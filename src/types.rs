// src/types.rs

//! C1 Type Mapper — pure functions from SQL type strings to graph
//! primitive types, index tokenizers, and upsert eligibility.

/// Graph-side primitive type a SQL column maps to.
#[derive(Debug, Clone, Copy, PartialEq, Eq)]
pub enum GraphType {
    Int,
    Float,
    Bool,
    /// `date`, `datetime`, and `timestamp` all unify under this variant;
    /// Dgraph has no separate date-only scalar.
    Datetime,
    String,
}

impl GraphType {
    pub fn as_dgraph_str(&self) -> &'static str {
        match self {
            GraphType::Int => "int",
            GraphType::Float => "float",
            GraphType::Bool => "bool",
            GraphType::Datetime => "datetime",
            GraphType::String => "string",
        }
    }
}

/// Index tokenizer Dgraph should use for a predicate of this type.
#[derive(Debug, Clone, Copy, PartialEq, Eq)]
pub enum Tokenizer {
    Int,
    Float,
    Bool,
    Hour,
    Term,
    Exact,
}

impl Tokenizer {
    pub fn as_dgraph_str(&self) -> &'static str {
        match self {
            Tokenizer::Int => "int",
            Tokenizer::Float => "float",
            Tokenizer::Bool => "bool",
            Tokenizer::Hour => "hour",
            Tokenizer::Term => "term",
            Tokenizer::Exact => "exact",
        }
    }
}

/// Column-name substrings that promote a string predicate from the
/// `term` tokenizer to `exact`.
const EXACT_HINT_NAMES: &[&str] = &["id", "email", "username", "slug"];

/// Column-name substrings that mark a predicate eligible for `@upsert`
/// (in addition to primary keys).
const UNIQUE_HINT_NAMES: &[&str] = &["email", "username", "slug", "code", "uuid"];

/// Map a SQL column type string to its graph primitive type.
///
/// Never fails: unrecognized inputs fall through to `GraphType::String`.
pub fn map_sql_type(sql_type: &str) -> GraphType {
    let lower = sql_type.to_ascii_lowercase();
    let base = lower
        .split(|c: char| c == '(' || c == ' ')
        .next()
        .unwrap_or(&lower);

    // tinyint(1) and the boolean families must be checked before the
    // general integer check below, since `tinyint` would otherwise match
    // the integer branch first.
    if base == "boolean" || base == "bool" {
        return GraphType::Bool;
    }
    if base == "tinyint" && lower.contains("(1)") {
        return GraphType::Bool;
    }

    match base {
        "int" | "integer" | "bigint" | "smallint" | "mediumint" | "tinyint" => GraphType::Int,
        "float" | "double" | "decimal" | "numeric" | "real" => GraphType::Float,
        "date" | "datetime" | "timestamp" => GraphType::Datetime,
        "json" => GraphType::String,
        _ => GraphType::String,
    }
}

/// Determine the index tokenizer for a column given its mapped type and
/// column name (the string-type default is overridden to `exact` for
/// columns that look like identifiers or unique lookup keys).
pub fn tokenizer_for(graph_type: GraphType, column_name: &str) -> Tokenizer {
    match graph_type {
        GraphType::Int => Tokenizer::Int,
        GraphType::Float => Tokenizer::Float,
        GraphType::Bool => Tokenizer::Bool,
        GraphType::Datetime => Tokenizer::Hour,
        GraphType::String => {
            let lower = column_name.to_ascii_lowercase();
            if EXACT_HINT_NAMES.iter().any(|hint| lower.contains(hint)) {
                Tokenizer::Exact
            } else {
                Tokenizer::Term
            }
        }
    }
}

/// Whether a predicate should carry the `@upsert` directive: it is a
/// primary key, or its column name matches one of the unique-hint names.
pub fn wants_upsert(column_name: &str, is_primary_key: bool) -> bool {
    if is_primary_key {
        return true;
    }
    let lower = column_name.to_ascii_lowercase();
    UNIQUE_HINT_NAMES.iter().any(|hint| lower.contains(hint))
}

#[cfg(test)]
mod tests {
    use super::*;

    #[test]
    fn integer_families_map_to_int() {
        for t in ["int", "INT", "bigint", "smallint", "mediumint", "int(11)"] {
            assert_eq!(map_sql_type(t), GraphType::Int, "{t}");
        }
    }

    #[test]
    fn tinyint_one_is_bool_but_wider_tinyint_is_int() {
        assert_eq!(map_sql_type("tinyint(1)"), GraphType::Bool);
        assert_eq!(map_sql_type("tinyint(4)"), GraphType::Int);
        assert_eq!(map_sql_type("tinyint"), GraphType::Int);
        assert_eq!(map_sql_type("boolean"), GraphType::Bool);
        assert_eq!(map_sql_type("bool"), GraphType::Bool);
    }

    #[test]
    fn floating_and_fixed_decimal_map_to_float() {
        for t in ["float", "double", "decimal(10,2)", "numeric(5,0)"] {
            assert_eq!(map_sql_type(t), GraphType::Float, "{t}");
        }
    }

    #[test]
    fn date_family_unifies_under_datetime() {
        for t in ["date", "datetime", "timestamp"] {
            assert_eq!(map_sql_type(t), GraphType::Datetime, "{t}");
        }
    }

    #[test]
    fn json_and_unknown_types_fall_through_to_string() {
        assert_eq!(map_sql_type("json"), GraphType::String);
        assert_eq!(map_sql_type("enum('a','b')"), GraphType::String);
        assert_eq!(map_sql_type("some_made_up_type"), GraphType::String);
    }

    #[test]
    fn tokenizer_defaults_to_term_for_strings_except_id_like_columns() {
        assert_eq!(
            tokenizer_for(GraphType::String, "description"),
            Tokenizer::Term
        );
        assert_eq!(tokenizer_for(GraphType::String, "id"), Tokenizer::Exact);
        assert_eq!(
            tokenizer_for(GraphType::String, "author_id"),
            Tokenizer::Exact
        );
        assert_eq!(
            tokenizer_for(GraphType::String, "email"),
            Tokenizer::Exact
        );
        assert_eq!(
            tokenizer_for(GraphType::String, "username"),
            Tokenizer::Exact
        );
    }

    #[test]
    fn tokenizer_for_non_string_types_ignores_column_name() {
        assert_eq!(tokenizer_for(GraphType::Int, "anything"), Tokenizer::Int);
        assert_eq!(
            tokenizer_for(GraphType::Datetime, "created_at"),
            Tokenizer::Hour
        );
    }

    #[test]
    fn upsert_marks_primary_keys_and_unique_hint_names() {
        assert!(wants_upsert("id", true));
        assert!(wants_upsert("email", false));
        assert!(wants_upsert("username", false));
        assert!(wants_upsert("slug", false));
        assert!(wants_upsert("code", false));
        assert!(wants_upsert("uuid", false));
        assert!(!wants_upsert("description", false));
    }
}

== == ==

→ DESCRIPTION OF THE TASK
Retype all of the records so that every line matches the original exactly.

→ ANSWER TO THE EXERCISE
filename src/types.rs
// src/types.rs

//! C1 Type Mapper — pure functions from SQL type strings to graph
//! primitive types, index tokenizers, and upsert eligibility.

/// Graph-side primitive type a SQL column maps to.
#[derive(Debug, Clone, Copy, PartialEq, Eq)]
pub enum GraphType {
    Int,
    Float,
    Bool,
    /// `date`, `datetime`, and `timestamp` all unify under this variant;
    /// Dgraph has no separate date-only scalar.
    Datetime,
    String,
}

impl GraphType {
    pub fn as_dgraph_str(&self) -> &'static str {
        match self {
            GraphType::Int => "int",
            GraphType::Float => "float",
            GraphType::Bool => "bool",
            GraphType::Datetime => "datetime",
            GraphType::String => "string",
        }
    }
}

/// Index tokenizer Dgraph should use for a predicate of this type.
#[derive(Debug, Clone, Copy, PartialEq, Eq)]
pub enum Tokenizer {
    Int,
    Float,
    Bool,
    Hour,
    Term,
    Exact,
}

impl Tokenizer {
    pub fn as_dgraph_str(&self) -> &'static str {
        match self {
            Tokenizer::Int => "int",
            Tokenizer::Float => "float",
            Tokenizer::Bool => "bool",
            Tokenizer::Hour => "hour",
            Tokenizer::Term => "term",
            Tokenizer::Exact => "exact",
        }
    }
}

/// Column-name substrings that promote a string predicate from the
/// `term` tokenizer to `exact`.
const EXACT_HINT_NAMES: &[&str] = &["id", "email", "username", "slug"];

/// Column-name substrings that mark a predicate eligible for `@upsert`
/// (in addition to primary keys).
const UNIQUE_HINT_NAMES: &[&str] = &["email", "username", "slug", "code", "uuid"];

/// Map a SQL column type string to its graph primitive type.
///
/// Never fails: unrecognized inputs fall through to `GraphType::String`.
pub fn map_sql_type(sql_type: &str) -> GraphType {
    let lower = sql_type.to_ascii_lowercase();
    let base = lower
        .split(|c: char| c == '(' || c == ' ')
        .next()
        .unwrap_or(&lower);

    // tinyint(1) and the boolean families must be checked before the
    // general integer check below, since `tinyint` would otherwise match
    // the integer branch first.
    if base == "boolean" || base == "bool" {
        return GraphType::Bool;
    }
    if base == "tinyint" && lower.contains("(1)") {
        return GraphType::Bool;
    }

    match base {
        "int" | "integer" | "bigint" | "smallint" | "mediumint" | "tinyint" => GraphType::Int,
        "float" | "double" | "decimal" | "numeric" | "real" => GraphType::Float,
        "date" | "datetime" | "timestamp" => GraphType::Datetime,
        "json" => GraphType::String,
        _ => GraphType::String,
    }
}

/// Determine the index tokenizer for a column given its mapped type and
/// column name (the string-type default is overridden to `exact` for
/// columns that look like identifiers or unique lookup keys).
pub fn tokenizer_for(graph_type: GraphType, column_name: &str) -> Tokenizer {
    match graph_type {
        GraphType::Int => Tokenizer::Int,
        GraphType::Float => Tokenizer::Float,
        GraphType::Bool => Tokenizer::Bool,
        GraphType::Datetime => Tokenizer::Hour,
        GraphType::String => {
            let lower = column_name.to_ascii_lowercase();
            if EXACT_HINT_NAMES.iter().any(|hint| lower.contains(hint)) {
                Tokenizer::Exact
            } else {
                Tokenizer::Term
            }
        }
    }
}

/// Whether a predicate should carry the `@upsert` directive: it is a
/// primary key, or its column name matches one of the unique-hint names.
pub fn wants_upsert(column_name: &str, is_primary_key: bool) -> bool {
    if is_primary_key {
        return true;
    }
    let lower = column_name.to_ascii_lowercase();
    UNIQUE_HINT_NAMES.iter().any(|hint| lower.contains(hint))
}

#[cfg(test)]
mod tests {
    use super::*;

    #[test]
    fn integer_families_map_to_int() {
        for t in ["int", "INT", "bigint", "smallint", "mediumint", "int(11)"] {
            assert_eq!(map_sql_type(t), GraphType::Int, "{t}");
        }
    }

    #[test]
    fn tinyint_one_is_bool_but_wider_tinyint_is_int() {
        assert_eq!(map_sql_type("tinyint(1)"), GraphType::Bool);
        assert_eq!(map_sql_type("tinyint(4)"), GraphType::Int);
        assert_eq!(map_sql_type("tinyint"), GraphType::Int);
        assert_eq!(map_sql_type("boolean"), GraphType::Bool);
        assert_eq!(map_sql_type("bool"), GraphType::Bool);
    }

    #[test]
    fn floating_and_fixed_decimal_map_to_float() {
        for t in ["float", "double", "decimal(10,2)", "numeric(5,0)"] {
            assert_eq!(map_sql_type(t), GraphType::Float, "{t}");
        }
    }

    #[test]
    fn date_family_unifies_under_datetime() {
        for t in ["date", "datetime", "timestamp"] {
            assert_eq!(map_sql_type(t), GraphType::Datetime, "{t}");
        }
    }

    #[test]
    fn json_and_unknown_types_fall_through_to_string() {
        assert_eq!(map_sql_type("json"), GraphType::String);
        assert_eq!(map_sql_type("enum('a','b')"), GraphType::String);
        assert_eq!(map_sql_type("some_made_up_type"), GraphType::String);
    }

    #[test]
    fn tokenizer_defaults_to_term_for_strings_except_id_like_columns() {
        assert_eq!(
            tokenizer_for(GraphType::String, "description"),
            Tokenizer::Term
        );
        assert_eq!(tokenizer_for(GraphType::String, "id"), Tokenizer::Exact);
        assert_eq!(
            tokenizer_for(GraphType::String, "author_id"),
            Tokenizer::Exact
        );
        assert_eq!(
            tokenizer_for(GraphType::String, "email"),
            Tokenizer::Exact
        );
        assert_eq!(
            tokenizer_for(GraphType::String, "username"),
            Tokenizer::Exact
        );
    }

    #[test]
    fn tokenizer_for_non_string_types_ignores_column_name() {
        assert_eq!(tokenizer_for(GraphType::Int, "anything"), Tokenizer::Int);
        assert_eq!(
            tokenizer_for(GraphType::Datetime, "created_at"),
            Tokenizer::Hour
        );
    }

    #[test]
    fn upsert_marks_primary_keys_and_unique_hint_names() {
        assert!(wants_upsert("id", true));
        assert!(wants_upsert("email", false));
        assert!(wants_upsert("username", false));
        assert!(wants_upsert("slug", false));
        assert!(wants_upsert("code", false));
        assert!(wants_upsert("uuid", false));
        assert!(!wants_upsert("description", false));
    }
}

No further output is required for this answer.